//! JSON-LD extraction helpers
//!
//! IMDB embeds structured data in a `<script type="application/ld+json">`
//! block on show and season pages. That block is the primary extraction
//! source; CSS selectors are the fallback.

use scraper::{Html, Selector};
use serde_json::Value;

/// Extract the first parseable JSON-LD block from a page.
pub fn extract_json_ld(document: &Html) -> Option<Value> {
    let selector = Selector::parse(r#"script[type="application/ld+json"]"#).ok()?;

    for script in document.select(&selector) {
        let text: String = script.text().collect();
        if let Ok(value) = serde_json::from_str::<Value>(&text) {
            return Some(value);
        }
    }

    None
}

/// Read a JSON value as f64, tolerating numeric strings ("8.3").
pub fn value_as_f64(value: &Value) -> Option<f64> {
    match value {
        Value::Number(n) => n.as_f64(),
        Value::String(s) => s.trim().parse().ok(),
        _ => None,
    }
}

/// Read a JSON value as u64, tolerating numeric strings ("12").
pub fn value_as_u64(value: &Value) -> Option<u64> {
    match value {
        Value::Number(n) => n.as_u64(),
        Value::String(s) => s.trim().parse().ok(),
        _ => None,
    }
}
▬▬▬▬▬▬
Wherever the string "type" occurs in the entries, copy that whole line.

Result below –
//! IMDB embeds structured data in a `<script type="application/ld+json">`
    let selector = Selector::parse(r#"script[type="application/ld+json"]"#).ok()?;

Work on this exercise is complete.